//! Alert decisions over enriched, scored candidates.

use std::collections::HashSet;

use chrono::{NaiveDate, NaiveDateTime};
use serde::{Deserialize, Serialize};
use tracing::debug;

use crate::enrich::ScanResult;

/// Highest edit distance that alerts on its own.
pub const ALERT_MAX_SCORE: usize = 2;

#[derive(Debug, Clone, PartialEq, Eq, Serialize, Deserialize)]
#[serde(tag = "reason", rename_all = "snake_case")]
pub enum AlertReason {
    /// WHOIS creation date falls after the previous scan.
    RegisteredSinceLastScan { created: NaiveDate },
    CloseMatch { score: usize },
    PositiveReputation { reputation: i64 },
}

impl std::fmt::Display for AlertReason {
    fn fmt(&self, f: &mut std::fmt::Formatter<'_>) -> std::fmt::Result {
        match self {
            AlertReason::RegisteredSinceLastScan { created } => {
                write!(f, "registered {} after last scan", created)
            }
            AlertReason::CloseMatch { score } => write!(f, "edit distance {}", score),
            AlertReason::PositiveReputation { reputation } => {
                write!(f, "reputation {}", reputation)
            }
        }
    }
}

#[derive(Debug, Clone, PartialEq, Eq, Serialize, Deserialize)]
pub struct Alert {
    pub domain: String,
    #[serde(flatten)]
    pub reason: AlertReason,
}

fn parse_creation_date(raw: &str) -> Option<NaiveDate> {
    NaiveDate::parse_from_str(raw.trim(), "%Y-%m-%d").ok()
}

/// Decides which candidates raise an alert, preserving list order.
///
/// Whitelisted names are skipped outright. A creation date newer than
/// `last_scan` alerts without further checks; otherwise a candidate alerts when
/// its score is at most [`ALERT_MAX_SCORE`] or its reputation is above zero.
pub fn evaluate_alerts(
    results: &[ScanResult],
    last_scan: NaiveDateTime,
    whitelist: &HashSet<String>,
) -> Vec<Alert> {
    let mut alerts = Vec::new();

    for result in results {
        // Whitelist entries are stored lower-cased; user lookalike lists may not be.
        if whitelist.contains(&result.domain.to_lowercase()) {
            debug!(domain = %result.domain, "whitelisted, alert skipped");
            continue;
        }

        if let Some(created) = parse_creation_date(&result.whois.creation_date) {
            // Midnight of `created` is after `last_scan` exactly when the day is.
            if created > last_scan.date() {
                alerts.push(Alert {
                    domain: result.domain.clone(),
                    reason: AlertReason::RegisteredSinceLastScan { created },
                });
                continue;
            }
        }

        let reputation = result.reputation.score();
        let reason = if result.score <= ALERT_MAX_SCORE {
            Some(AlertReason::CloseMatch {
                score: result.score,
            })
        } else if reputation > 0 {
            Some(AlertReason::PositiveReputation { reputation })
        } else {
            None
        };

        if let Some(reason) = reason {
            alerts.push(Alert {
                domain: result.domain.clone(),
                reason,
            });
        }
    }

    alerts
}

#[cfg(test)]
mod tests {
    use super::*;
    use crate::probe::{ReputationReport, ReputationStatus, WhoisRecord};

    fn candidate(domain: &str, created: &str, score: usize, reputation: i64) -> ScanResult {
        ScanResult {
            domain: domain.to_string(),
            exists: true,
            ip_address: "192.0.2.1".to_string(),
            whois: WhoisRecord {
                creation_date: created.to_string(),
                ..WhoisRecord::unknown()
            },
            score,
            similarity_percent: 90.0,
            reputation: ReputationStatus::Checked {
                report: ReputationReport {
                    domain: domain.to_string(),
                    reputation: Some(reputation),
                    ..ReputationReport::default()
                },
            },
        }
    }

    fn last_scan() -> NaiveDateTime {
        NaiveDate::from_ymd_opt(2024, 1, 1)
            .unwrap()
            .and_hms_opt(0, 0, 0)
            .unwrap()
    }

    #[test]
    fn alert_rule_scenarios() {
        let results = vec![
            candidate("alerted-domain1.com", "2025-01-10", 1, 5),
            candidate("clean-domain.com", "2023-01-01", 5, 0),
            candidate("alerted-domain2.com", "2024-12-15", 2, 6),
            candidate("invalid-date-domain.com", "invalid-date", 1, 7),
        ];
        let whitelist = HashSet::from(["clean-domain.com".to_string()]);

        let alerts = evaluate_alerts(&results, last_scan(), &whitelist);
        let alerted: Vec<&str> = alerts.iter().map(|a| a.domain.as_str()).collect();

        assert_eq!(
            alerted,
            vec!["alerted-domain1.com", "alerted-domain2.com", "invalid-date-domain.com"]
        );
        assert_eq!(
            alerts[1].reason,
            AlertReason::RegisteredSinceLastScan {
                created: NaiveDate::from_ymd_opt(2024, 12, 15).unwrap()
            }
        );
        assert_eq!(alerts[2].reason, AlertReason::CloseMatch { score: 1 });
    }

    #[test]
    fn whitelist_beats_every_condition() {
        let results = vec![candidate("exampel.com", "2025-06-01", 1, 9)];
        let whitelist = HashSet::from(["exampel.com".to_string()]);
        assert!(evaluate_alerts(&results, last_scan(), &whitelist).is_empty());
    }

    #[test]
    fn whitelist_match_ignores_candidate_case() {
        let results = vec![candidate("helIo.com", "2020-01-01", 1, 0)];
        let whitelist = HashSet::from(["helio.com".to_string()]);
        assert!(evaluate_alerts(&results, last_scan(), &whitelist).is_empty());
    }

    #[test]
    fn positive_reputation_alerts_distant_names() {
        let results = vec![
            candidate("example-login.com", "2020-01-01", 6, 3),
            candidate("example-shop.com", "2020-01-01", 5, -20),
        ];
        let alerts = evaluate_alerts(&results, last_scan(), &HashSet::new());
        assert_eq!(alerts.len(), 1);
        assert_eq!(
            alerts[0].reason,
            AlertReason::PositiveReputation { reputation: 3 }
        );
    }

    #[test]
    fn creation_on_scan_day_is_not_newer() {
        let results = vec![candidate("example-pay.com", "2024-01-01", 7, 0)];
        assert!(evaluate_alerts(&results, last_scan(), &HashSet::new()).is_empty());
    }

    #[test]
    fn unknown_creation_falls_through() {
        let mut result = candidate("exampl.com", "---", 1, 0);
        result.reputation = ReputationStatus::NotChecked {
            report_url: String::new(),
        };
        let alerts = evaluate_alerts(&[result], last_scan(), &HashSet::new());
        assert_eq!(alerts[0].reason, AlertReason::CloseMatch { score: 1 });
    }

    #[test]
    fn timestamps_are_not_dates() {
        assert_eq!(parse_creation_date("2025-01-10 00:00:00"), None);
        assert_eq!(
            parse_creation_date("2025-01-10"),
            NaiveDate::from_ymd_opt(2025, 1, 10)
        );
    }
}
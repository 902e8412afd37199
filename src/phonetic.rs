//! Metaphone sound keys.
//!
//! Only ASCII letters carry sound; digits, hyphens, dots and non-ASCII characters
//! are dropped before encoding so that `ex-ample` and `example` share a key.

fn is_vowel(c: Option<char>) -> bool {
    matches!(c, Some('a' | 'e' | 'i' | 'o' | 'u'))
}

fn is_front_vowel(c: Option<char>) -> bool {
    matches!(c, Some('e' | 'i' | 'y'))
}

/// Encodes `word` into its upper-case Metaphone key.
pub fn metaphone(word: &str) -> String {
    let mut letters: Vec<char> = word
        .chars()
        .filter(char::is_ascii_alphabetic)
        .map(|c| c.to_ascii_lowercase())
        .collect();

    // Silent initial letter.
    if let [a, b, ..] = letters.as_slice() {
        if matches!((a, b), ('k', 'n') | ('g', 'n') | ('p', 'n') | ('w', 'r') | ('a', 'e')) {
            letters.remove(0);
        }
    }

    let mut key = String::with_capacity(letters.len());
    let mut i = 0;
    while i < letters.len() {
        let c = letters[i];
        let prev = i.checked_sub(1).map(|p| letters[p]);
        let next = letters.get(i + 1).copied();
        let after = letters.get(i + 2).copied();

        // Doubled letters sound once, except "cc" as in "accent".
        if next == Some(c) && c != 'c' {
            i += 1;
            continue;
        }

        match c {
            'a' | 'e' | 'i' | 'o' | 'u' => {
                if i == 0 {
                    key.push(c.to_ascii_uppercase());
                }
            }
            'b' => {
                if !(prev == Some('m') && next.is_none()) {
                    key.push('B');
                }
            }
            'c' => {
                if next == Some('h') || (next == Some('i') && after == Some('a')) {
                    key.push('X');
                    i += 1;
                } else if is_front_vowel(next) {
                    if prev != Some('s') {
                        key.push('S');
                    }
                } else {
                    key.push('K');
                }
            }
            'd' => {
                if next == Some('g') && is_front_vowel(after) {
                    key.push('J');
                    i += 2;
                } else {
                    key.push('T');
                }
            }
            'g' => {
                if next == Some('h') && !is_vowel(after) {
                    i += 1;
                } else if next == Some('n') && after.is_none() {
                    i += 1;
                } else if is_front_vowel(next) {
                    key.push('J');
                } else {
                    key.push('K');
                }
            }
            'h' => {
                if i == 0 || is_vowel(next) || !is_vowel(prev) {
                    key.push('H');
                }
            }
            'k' => {
                if prev != Some('c') {
                    key.push('K');
                }
            }
            'p' => {
                if next == Some('h') {
                    key.push('F');
                    i += 1;
                } else {
                    key.push('P');
                }
            }
            'q' => key.push('K'),
            's' => {
                if next == Some('h') {
                    key.push('X');
                    i += 1;
                } else if next == Some('i') && matches!(after, Some('o' | 'a')) {
                    key.push('X');
                    i += 2;
                } else {
                    key.push('S');
                }
            }
            't' => {
                if next == Some('i') && matches!(after, Some('o' | 'a')) {
                    key.push('X');
                } else if next == Some('h') {
                    key.push('0');
                    i += 1;
                } else if !(next == Some('c') && after == Some('h')) {
                    key.push('T');
                }
            }
            'v' => key.push('F'),
            'w' => {
                if i == 0 && next == Some('h') {
                    key.push('W');
                    i += 1;
                } else if is_vowel(next) {
                    key.push('W');
                }
            }
            'x' => {
                if i == 0 {
                    key.push('S');
                } else {
                    key.push_str("KS");
                }
            }
            'y' => {
                if is_vowel(next) {
                    key.push('Y');
                }
            }
            'z' => key.push('S'),
            'f' | 'j' | 'l' | 'm' | 'n' | 'r' => key.push(c.to_ascii_uppercase()),
            _ => {}
        }
        i += 1;
    }
    key
}
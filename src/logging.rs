use tracing_subscriber::EnvFilter;

/// Environment variable consulted after `RUST_LOG`.
pub const LOG_ENV: &str = "TYPOWATCH_LOG";

/// Installs the stderr subscriber. `verbosity` picks the level when neither
/// `RUST_LOG` nor [`LOG_ENV`] is set: 0 warn, 1 info, 2 debug, 3+ trace.
pub fn init(verbosity: u8) {
    let default_level = match verbosity {
        0 => "warn",
        1 => "info",
        2 => "debug",
        _ => "trace",
    };
    let directives = std::env::var("RUST_LOG")
        .or_else(|_| std::env::var(LOG_ENV))
        .unwrap_or_else(|_| format!("{}={}", env!("CARGO_CRATE_NAME"), default_level));

    // A second initialisation (tests, embedding) keeps the first subscriber.
    let _ = tracing_subscriber::fmt()
        .with_env_filter(EnvFilter::new(directives))
        .with_writer(std::io::stderr)
        .with_target(false)
        .try_init();
}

▶ WHAT NEEDS TO BE DONE
Whenever a line in the entries above includes the word "filename", pull that line out.

▶ THE COMPLETED TASK
filename src/phonetic.rs
filename src/logging.rs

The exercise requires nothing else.